Rocket Bomber - article - site news - commentary - Multi-track Recording. (a commentary on the charts - with an end-of-year thing tossed in as an afterthought)


Multi-track Recording. (a commentary on the charts, with an end-of-year thing tossed in as an afterthought)

filed under , 7 January 2010, 04:45 by

So, 2009:

I’m not quite done with it yet.

##

Here’s the thing: I don’t mind year-end-review posts. I’ve written my share. Mine tend to have too much math and too many numbers in them and they also tend to post late, as late as September in at least one case. I like to wait for corporate Annual Reports, read their conclusions, crunch the revenue & profit, analyse sales — all that jazz. That means waiting: for the Census Bureau, for the end of the fiscal year (as late as June for some companies) and for hard data. Since I wait for that data, I’m always at least four months behind on this thing.

I could post a stop-gap. (I did last year.)

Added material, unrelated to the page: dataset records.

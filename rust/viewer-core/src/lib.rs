//! Core data types and contracts of the dataset viewer: the error envelope
//! returned to callers, the identity of jobs and the items they discover, the
//! [job::JobRunner] contract, and the version-gated response cache.
#![warn(missing_docs)]

#[macro_use]
extern crate tracing as extern_tracing;

pub mod cache;
pub mod data;
pub mod error;
pub mod job;
pub mod tracing;
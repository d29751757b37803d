use crate::data::JobInfo;
use anyhow::Result;

/// [JobClient] allows the public API, or any other service, to submit jobs
/// to be processed.
pub trait JobClient: Clone + Send + Sync {
    /// Submit a [JobInfo] to be processed. Submitting a job whose identity
    /// is already waiting has no additional effect.
    fn submit(&self, job: JobInfo) -> Result<()>;
}
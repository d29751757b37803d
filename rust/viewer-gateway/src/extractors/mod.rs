//! Request extractors: the [crate::authority::Credentials] a client presents,
//! and the [QueryParams] of dataset endpoints.

mod credentials;
mod params;

pub use params::*;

[aside: While I’m over there, my predictions for 2009: Yotsuba&! — Yes! — picked up by Yen Press, but that’s the only thing I got right, and I didn’t so much predict that as beg publicly on the internets for anyone to please please please rescue the title from limbo. Past that, zilch. Though my “Batman Punches Everything” event suggestion may yet come to pass in 2010.]

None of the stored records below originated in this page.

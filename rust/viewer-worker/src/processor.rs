use crate::{
    worker_queue::{Processor, WorkerQueue, WorkerSettings},
    ExecutionError, JobExecutor,
};
use anyhow::Result;
use async_trait::async_trait;
use std::marker::PhantomData;
use viewer_core::{
    cache::ResponseCache,
    data::{JobInfo, Priority},
};

/// Implements [Processor] for [JobInfo] tasks by running them through a
/// [JobExecutor].
#[derive(Clone)]
pub struct ViewerJobProcessor<C>
where
    C: ResponseCache,
{
    cache_marker: PhantomData<C>,
}

#[async_trait]
impl<C> Processor for ViewerJobProcessor<C>
where
    C: ResponseCache + 'static,
{
    type Context = JobExecutor<C>;
    type Job = JobInfo;

    fn unicity_id(job: &Self::Job) -> Option<String> {
        Some(job.identity.fingerprint())
    }

    /// A forced twin makes the waiting job forced, and a twin requested at
    /// [Priority::Normal] raises the waiting job to that priority.
    fn merge(waiting: &mut Self::Job, incoming: Self::Job) {
        waiting.force |= incoming.force;
        if incoming.priority == Priority::Normal {
            waiting.priority = Priority::Normal;
        }
    }

    fn priority(job: &Self::Job) -> Priority {
        job.priority
    }

    /// Jobs that cannot run as submitted are dropped here: retrying them
    /// would fail the same way, and they must leave no entry behind.
    async fn process(context: Self::Context, job: Self::Job) -> Result<Vec<Self::Job>> {
        match context.run(&job).await {
            Ok(outcome) => Ok(outcome.children),
            Err(error @ ExecutionError::Programming { .. }) => {
                error!("Dropping a job that cannot run: {}", error);
                Ok(Vec::new())
            }
            Err(ExecutionError::Infrastructure(error)) => Err(error),
        }
    }

    async fn abandon(context: Self::Context, job: Self::Job, reason: String) -> Result<()> {
        context.set_crashed(&job, &reason).await
    }
}

/// The worker queue running dataset viewer jobs against a cache of type `C`
pub type ViewerWorkerQueue<C> = WorkerQueue<ViewerJobProcessor<C>>;

/// Start a [ViewerWorkerQueue] whose workers run jobs with `executor`
pub fn start_worker_queue<C>(
    executor: JobExecutor<C>,
    settings: &WorkerSettings,
) -> Result<ViewerWorkerQueue<C>>
where
    C: ResponseCache + 'static,
{
    info!(
        "Starting {} workers (timeout {}s, {} retries)",
        settings.worker_count,
        settings.job_timeout.as_secs(),
        settings.job_retries
    );
    WorkerQueue::spawn(executor, settings)
}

This past year there was so much stuff that wasn’t comics that not only consumed my time and attention, but seriously distracted from the actual books…

Actually, that’s the tack I think I’ll take on this past year:

Top 10 Distractions of 2009:

10. Borders. The whole, “will they won’t they” dance around bankruptcy or a (possible) buyout, and their changes in-store, and the saga of their former overseas empire [Borders UK went belly-up, but Borders Oz is still a viable co. under the aegis of REDgroup Retail, though, so: one hit, one miss?] and over the course of the year their [the US flavour of Borders] website has only grown stronger and the whole web approach more self-assured.

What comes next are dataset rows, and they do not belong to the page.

use std::{net::IpAddr, time::Duration};

use clap::{Args, Parser, Subcommand};
use url::Url;
use viewer_worker::WorkerSettings;

use crate::{
    authority::{AuthorityConfig, UnreachablePolicy},
    ApiConfig, MaxAge,
};

#[derive(Debug, Parser)]
#[clap(name = "viewer-gateway")]
#[clap(about = "Dataset viewer API", long_about = None)]
pub struct Cli {
    #[clap(subcommand)]
    pub command: Command,
}

#[derive(Debug, Subcommand)]
pub enum Command {
    /// Start the API and its workers, and serve clients
    Serve(ServeArgs),
}

#[derive(Debug, Clone, Args)]
pub struct ServeArgs {
    /// The IP address of the interface that the API should bind to
    #[clap(short, long, env = "API_INTERFACE", default_value = "127.0.0.1")]
    pub interface: IpAddr,

    /// The port that the API should listen on
    #[clap(short, long, env = "API_PORT", default_value = "8000")]
    pub port: u16,

    /// Optional origin to allow CORS for
    #[clap(short, long, env = "API_CORS_ORIGIN")]
    pub cors_origin: Option<Url>,

    /// Base URL of the Hub
    #[clap(long, env = "COMMON_HF_ENDPOINT", default_value = "https://huggingface.co")]
    pub hf_endpoint: Url,

    /// Token the workers use to read datasets; anonymous when absent
    #[clap(long, env = "COMMON_HF_TOKEN")]
    pub hf_token: Option<String>,

    /// Path of the authorization check on the Hub; `%s` is replaced by the dataset
    #[clap(long, env = "API_HF_AUTH_PATH", default_value = "/api/datasets/%s/auth-check")]
    pub hf_auth_path: String,

    /// Serve every request without checking access to the dataset
    #[clap(long, env = "API_DISABLE_AUTH")]
    pub disable_auth: bool,

    /// Bound on each authorization check
    #[clap(long, env = "API_HF_TIMEOUT_SECONDS", default_value = "3")]
    pub auth_timeout_seconds: u64,

    /// Let requests through when the authorization check cannot be performed
    #[clap(long, env = "API_AUTH_FAIL_OPEN")]
    pub auth_fail_open: bool,

    /// max-age of successful responses, in seconds
    #[clap(long, env = "API_MAX_AGE_LONG", default_value = "120")]
    pub max_age_long: u64,

    /// max-age of error responses, in seconds
    #[clap(long, env = "API_MAX_AGE_SHORT", default_value = "10")]
    pub max_age_short: u64,

    /// Number of concurrent workers
    #[clap(long, env = "WORKER_COUNT", default_value = "2")]
    pub worker_count: usize,

    /// Longest a job may run before it is retried
    #[clap(long, env = "WORKER_JOB_TIMEOUT_SECONDS", default_value = "600")]
    pub job_timeout_seconds: u64,

    /// Additional attempts granted to a failed job
    #[clap(long, env = "WORKER_JOB_RETRIES", default_value = "1")]
    pub job_retries: usize,
}

impl ServeArgs {
    pub fn to_config(&self) -> ApiConfig {
        let timeout = Duration::from_secs(self.auth_timeout_seconds);
        let authority = match self.disable_auth {
            true => None,
            false => Some(AuthorityConfig {
                base_url: self.hf_endpoint.clone(),
                path_template: self.hf_auth_path.clone(),
                timeout,
            }),
        };
        let unreachable_policy = match self.auth_fail_open {
            true => UnreachablePolicy::FailOpen,
            false => UnreachablePolicy::FailClosed,
        };

        ApiConfig {
            interface: self.interface,
            port: self.port,
            cors_origin: self.cors_origin.clone(),
            hf_endpoint: self.hf_endpoint.clone(),
            hf_token: self.hf_token.clone(),
            authority,
            unreachable_policy,
            max_age: MaxAge {
                long: self.max_age_long,
                short: self.max_age_short,
            },
            workers: WorkerSettings {
                worker_count: self.worker_count,
                job_timeout: Duration::from_secs(self.job_timeout_seconds),
                job_retries: self.job_retries,
            },
            hub_timeout: timeout,
        }
    }
}

#[cfg(test)]
mod tests {
    use super::*;
    use anyhow::Result;

    #[test]
    fn it_uses_the_documented_defaults() -> Result<()> {
        let cli = Cli::try_parse_from(["viewer-gateway", "serve"])?;
        let Command::Serve(args) = cli.command;
        let config = args.to_config();

        assert_eq!(config.port, 8000);
        assert_eq!(config.max_age, MaxAge::default());
        assert_eq!(config.unreachable_policy, UnreachablePolicy::FailClosed);
        assert_eq!(
            config.authority.map(|authority| authority.path_template),
            Some("/api/datasets/%s/auth-check".to_string())
        );
        assert_eq!(config.workers.worker_count, 2);
        Ok(())
    }

    #[test]
    fn it_disables_the_authority_on_request() -> Result<()> {
        let cli = Cli::try_parse_from([
            "viewer-gateway",
            "serve",
            "--disable-auth",
            "--auth-fail-open",
            "--port",
            "9000",
        ])?;
        let Command::Serve(args) = cli.command;
        let config = args.to_config();

        assert!(config.authority.is_none());
        assert_eq!(config.unreachable_policy, UnreachablePolicy::FailOpen);
        assert_eq!(config.port, 9000);
        Ok(())
    }
}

Of course, they’re still losing money, but it was a tough year for all retailers. The Big News is that They’re Still In Business. “I’m not dead yet! I’m feeling much better …I think I’ll take a walk!”

9. Movies. Watchmen. Wolverine. Dragonball Evolution. Surrogates. …and to a lesser extent Whiteout, and the Astro Boy CG movie …and to a greater extent but not so much pure ‘comic-book’ Transformers 2 and GI Joe …and some of us were still talking about Dark Knight, Iron Man, Speed Racer, Hulk, Hellboy 2, The Spirit, and even the new Punisher flick (did anyone see that?) from 2008 —

We sure can waste a lot of time, effort, and attention on things that aren’t comics, can’t we? Of course, movies pay the bills, and Diz wouldn’t have looked twice at Marvel if it weren’t for the movies (but that’s another comment).

8. Digital. Comics on the Kindle, comics on the iPhone, comics on the web (no, not that one), eManga, eComics, Marvel’s DCU (and it takes huge honking testes—or alternately, steely feminine nerve, if one would prefer to characterise their behaviour that way—for Marvel to persist with that moniker) or even the lovely, delectable porn PDFs from my casual internet acquaintance good friend Simon Jones.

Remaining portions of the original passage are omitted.